A study from Astrapé Consulting commissioned by the Natural Resources Defense Council found that building 3 gigawatts of energy storage by 2030 could obviate the need for about $700 million in transmission upgrades to serve Illinois as it closes fossil-fueled power plants to meet state climate goals.
And in New York, adding battery storage as a transmission asset could “mitigate grid congestion, reduce renewable curtailment, and defer the uncertain need for new power lines,” according to a study by Quanta Technology on behalf of the New York Battery and Energy Storage.
But right now, it’s hard to make these projects happen in the U.S., Leta said. The reason? ISO-NE and other regional grid operators require such batteries to be exclusively used to aid the transmission grid. The battery owners cannot make money from performing other services.
“You have a transmission revenue stream — that may need first priority. But you need additional revenue streams,” Leta said. “The reason that hasn’t happened is generally because policymakers have not allowed for those combined revenue streams.”
That’s the case for the Trimount project, which won’t earn money from any grid relief the battery might provide. Instead, like the other large-scale battery projects being built in Massachusetts, it will earn money through the state’s Clean Peak Energy Standard, which offers credits for charging up with renewable energy and discharging it during times of peak demand. And Trimount is seeking to contract the project to one of Massachusetts’ major utilities, which are under state mandate to procure 5 gigawatts of energy storage by 2030.
But if ISO-NE wants to take advantage of the potential transmission savings of Trimount and similar battery projects, it may need to work with stakeholders on another way of doing it. At present, the grid operator’s “storage as a transmission-only asset” (SATOA) structure, approved by federal regulators in 2023, bars batteries from doing anything else if they’re used to relieve transmission constraints.
There’s a market rationale for this separation. Grid operators draw a hard line between transmission assets and other energy-market resources like power plants and batteries. If a battery project is collecting money for being a transmission asset, that revenue could subsidize the other energy-market services it provides, giving it an unfair advantage over competitors.
Alex Lawton, a director at trade group Advanced Energy United, suggested that grid operators may want to find ways for batteries to make money across both energy markets and transmission services in order to use energy storage to help relieve their increasingly urgent transmission shortfalls.
“Yes, we are going to need to build more lines. But we want to do that cost-efficiently,” he said. “If it can be solved with a battery, that needs to at least be considered. And we want an analysis that shows all those things.”
Market rules aren’t the only barrier. There’s also the issue of forcing these projects to be part of the glacial pace of planning, approving, and building power lines.
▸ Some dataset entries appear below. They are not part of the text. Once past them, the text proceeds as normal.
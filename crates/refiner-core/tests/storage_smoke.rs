use refiner_core::model::{
    DatasetRef, InputData, LogLevel, NewRun, RunConfig, RunStatus, ScoreStats, Stage, Summary,
    TestResultRow,
};
use refiner_core::storage::Store;
use serde_json::json;

fn new_run() -> NewRun {
    NewRun {
        name: "smoke".into(),
        initial_prompt: "Translate {text}".into(),
        config: RunConfig::default(),
        dataset: DatasetRef {
            filename: "pairs.jsonl".into(),
            columns: vec!["text".into(), "translation".into()],
            expected_column: "translation".into(),
        },
    }
}

fn row(index: usize, score: f64) -> TestResultRow {
    let mut input = InputData::new();
    input.insert("text".into(), json!(format!("t{}", index)));
    TestResultRow {
        index,
        input_data: input,
        expected: format!("e{}", index),
        actual: Some(format!("a{}", index)),
        error: None,
        score: Some(score),
        judge_reasoning: Some("ok".into()),
    }
}

#[test]
fn test_on_disk_round_and_cascade() -> anyhow::Result<()> {
    let dir = tempfile::tempdir()?;
    let path = dir.path().join("nested").join("refiner.db");

    let run_id;
    let iteration_id;
    {
        let store = Store::open(&path)?;
        store.init_schema()?;
        run_id = store.create_run(&new_run())?;
        assert!(store.mark_running(run_id)?);
        assert!(!store.mark_running(run_id)?);

        iteration_id = store.insert_iteration(run_id, 1, "Translate {text}")?;
        let rows = vec![row(1, 0.5), row(0, 1.0)];
        let stats = ScoreStats::from_rows(&rows);
        store.save_scored_results(
            run_id,
            iteration_id,
            &rows,
            &stats,
            Some((0.75, "Translate {text}")),
            1,
        )?;
        let summary = Summary {
            stats,
            summary: "decent".into(),
            ..Summary::default()
        };
        store.record_summary(iteration_id, &summary)?;
        store.append_log(run_id, Some(iteration_id), Stage::Judge, LogLevel::Info, "judged", None)?;
        store.finalize_run(run_id, RunStatus::Completed, None)?;
    }

    // Reopen: everything survived.
    let store = Store::open(&path)?;
    store.init_schema()?;
    let run = store.get_run(run_id)?.expect("run");
    assert_eq!(run.status, RunStatus::Completed);
    assert_eq!(run.best_score, Some(0.75));
    assert_eq!(run.total_iterations_completed, 1);
    assert_eq!(run.config, RunConfig::default());
    assert_eq!(run.dataset.input_columns(), vec!["text".to_string()]);

    let it = store.get_iteration(run_id, 1)?.expect("iteration");
    assert_eq!(it.avg_score, Some(0.75));
    assert_eq!(it.summary.as_deref(), Some("decent"));
    let results = store.list_results(iteration_id)?;
    assert_eq!(results.iter().map(|r| r.index).collect::<Vec<_>>(), vec![0, 1]);
    assert_eq!(results[0].input_data["text"], json!("t0"));

    // Terminal runs are never rewritten.
    store.finalize_run(run_id, RunStatus::Failed, Some("late"))?;
    assert_eq!(store.get_run(run_id)?.expect("run").status, RunStatus::Completed);

    assert!(store.delete_run(run_id)?);
    assert!(store.get_run(run_id)?.is_none());
    assert!(store.list_iterations(run_id)?.is_empty());
    assert!(store.list_results(iteration_id)?.is_empty());
    assert!(store.list_logs(run_id, None, None)?.is_empty());
    Ok(())
}
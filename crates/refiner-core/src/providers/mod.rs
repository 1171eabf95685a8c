pub mod llm;
pub mod registry;
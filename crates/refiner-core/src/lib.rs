pub mod config;
pub mod dataset;
pub mod engine;
pub mod errors;
pub mod events;
pub mod model;
pub mod providers;
pub mod report;
pub mod storage;
pub mod template;
#![allow(dead_code)]

use refiner_core::dataset::{Dataset, Row};
use refiner_core::engine::RunRegistry;
use refiner_core::errors::ProviderError;
use refiner_core::events::{EventBus, EventStream, RunEvent};
use refiner_core::model::{NewRun, RunConfig};
use refiner_core::providers::llm::fake::{FakeClient, FakeRequest};
use refiner_core::providers::llm::RetryConfig;
use refiner_core::providers::registry::ProviderRegistry;
use refiner_core::storage::Store;
use serde_json::json;
use std::sync::Arc;
use std::time::Duration;

pub const TEST_MODEL: &str = "test-model";
pub const JUDGE_MODEL: &str = "judge-model";
pub const IMPROVER_MODEL: &str = "improver-model";
pub const INITIAL_PROMPT: &str = "[v1] Answer {q}";

/// Prompt version marker `[vN]` found first in `text`.
pub fn version_in(text: &str) -> Option<usize> {
    let start = text.find("[v")? + 2;
    let end = text[start..].find(']')? + start;
    text[start..end].parse().ok()
}

/// A provider that plays all three roles, keyed on the model name:
/// the tester echoes the rendered prompt, the judge scores every row of prompt
/// version N with `scores[N - 1]` (the last entry repeats), and the improver
/// bumps the version marker while keeping the `{q}` placeholder.
pub fn scripted(scores: Vec<f64>) -> FakeClient {
    FakeClient::new(move |req: &FakeRequest| match req.model.as_str() {
        TEST_MODEL => Ok(req.prompt.clone()),
        JUDGE_MODEL => {
            let v = version_in(&req.prompt).unwrap_or(1);
            let score = scores
                .get(v - 1)
                .or_else(|| scores.last())
                .copied()
                .unwrap_or(0.0);
            Ok(json!({"score": score, "reason": format!("graded v{}", v)}).to_string())
        }
        IMPROVER_MODEL if req.prompt.contains("\"improved_prompt\"") => {
            let v = version_in(&req.prompt).unwrap_or(1);
            Ok(json!({
                "reasoning": format!("rewrote v{}", v),
                "improved_prompt": format!("[v{}] Answer {{q}}", v + 1),
            })
            .to_string())
        }
        IMPROVER_MODEL => Ok(json!({
            "summary": "scripted summary",
            "failure_patterns": ["too vague"],
            "suggestions": ["be precise"],
        })
        .to_string()),
        other => Err(ProviderError::ModelNotFound(other.to_string())),
    })
}

pub fn dataset(n: usize) -> Dataset {
    let rows = (0..n)
        .map(|i| {
            let mut r = Row::new();
            r.insert("q".into(), json!(format!("q{}", i)));
            r.insert("a".into(), json!(format!("a{}", i)));
            r
        })
        .collect();
    Dataset::new("rows.jsonl", vec!["q".into(), "a".into()], "a", rows)
        .expect("valid dataset")
}

pub fn config() -> RunConfig {
    RunConfig {
        model: TEST_MODEL.into(),
        judge_model: JUDGE_MODEL.into(),
        improver_model: IMPROVER_MODEL.into(),
        ..RunConfig::default()
    }
}

pub fn new_run(name: &str, config: RunConfig, dataset: &Dataset) -> NewRun {
    NewRun {
        name: name.into(),
        initial_prompt: INITIAL_PROMPT.into(),
        config,
        dataset: dataset.reference(),
    }
}

pub fn registry_with(client: Arc<FakeClient>, feedback_timeout: Duration) -> (RunRegistry, Store) {
    let store = Store::memory().expect("memory store");
    store.init_schema().expect("schema");
    let providers = ProviderRegistry::new(RetryConfig::no_retry())
        .register("fake", client)
        .with_default("fake");
    let registry = RunRegistry::new(
        store.clone(),
        EventBus::default(),
        Arc::new(providers),
        feedback_timeout,
    );
    (registry, store)
}

pub async fn drain(mut stream: EventStream) -> Vec<RunEvent> {
    let mut out = Vec::new();
    while let Some(ev) = stream.next().await {
        out.push(ev);
    }
    out
}

/// Persist, subscribe, then launch, so no event is missed.
pub fn start(
    registry: &RunRegistry,
    run: &NewRun,
    dataset: Dataset,
) -> anyhow::Result<(i64, EventStream)> {
    let run_id = registry.store().create_run(run)?;
    let stream = registry.subscribe(run_id);
    registry.launch(run_id, dataset)?;
    Ok((run_id, stream))
}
Under ISO-NE’s SATOA plan, any battery meant to help defer a grid build-out has to be identified through regional transmission plans, which take years to develop.
“We’ve always advocated with long-term transmission planning that there should be a robust process to evaluate alternative transmission technologies,” he said. “Storage is, in some cases, the most cost-effective solution.”
But just as companies that own power plants jealously guard their market position against new competitors, utilities that own and operate transmission grids tend to guard their incumbent advantages in winning contracts to build new power lines. ISO-NE’s current SATOA rules don’t provide incentives for transmission owners to consider adding battery storage as an alternative to building power lines, which earn them guaranteed rates of profit, Lawton noted.
The Trimount project “could be a really excellent case study to make a case for revisiting SATOA, and strengthening it and expanding it,” he said. It will certainly be worth observing how the project’s future patterns of charging up with excess clean energy and discharging during peak hours, which it’s incentivized to do under the Clean Peak Energy Standard, coincide with relieving the congestion on that part of the transmission grid.
In the meantime, building an enormous battery right next to a major city will bring multiple benefits, Jupiter’s Detweiler noted. The company commissioned a study by Aurora Energy Research that found the Trimount project could save ISO-NE customers about $1.6 billion in capacity market costs over its 20-year lifetime by deferring the need to build other power plants to serve the region’s peak needs.
It remains unclear how ISO-NE will choose to incorporate the Trimount project into its transmission planning once it’s operational, Detweiler said. “We are confident that they will notice when a project like ours goes up. The question is how they do the valuation.”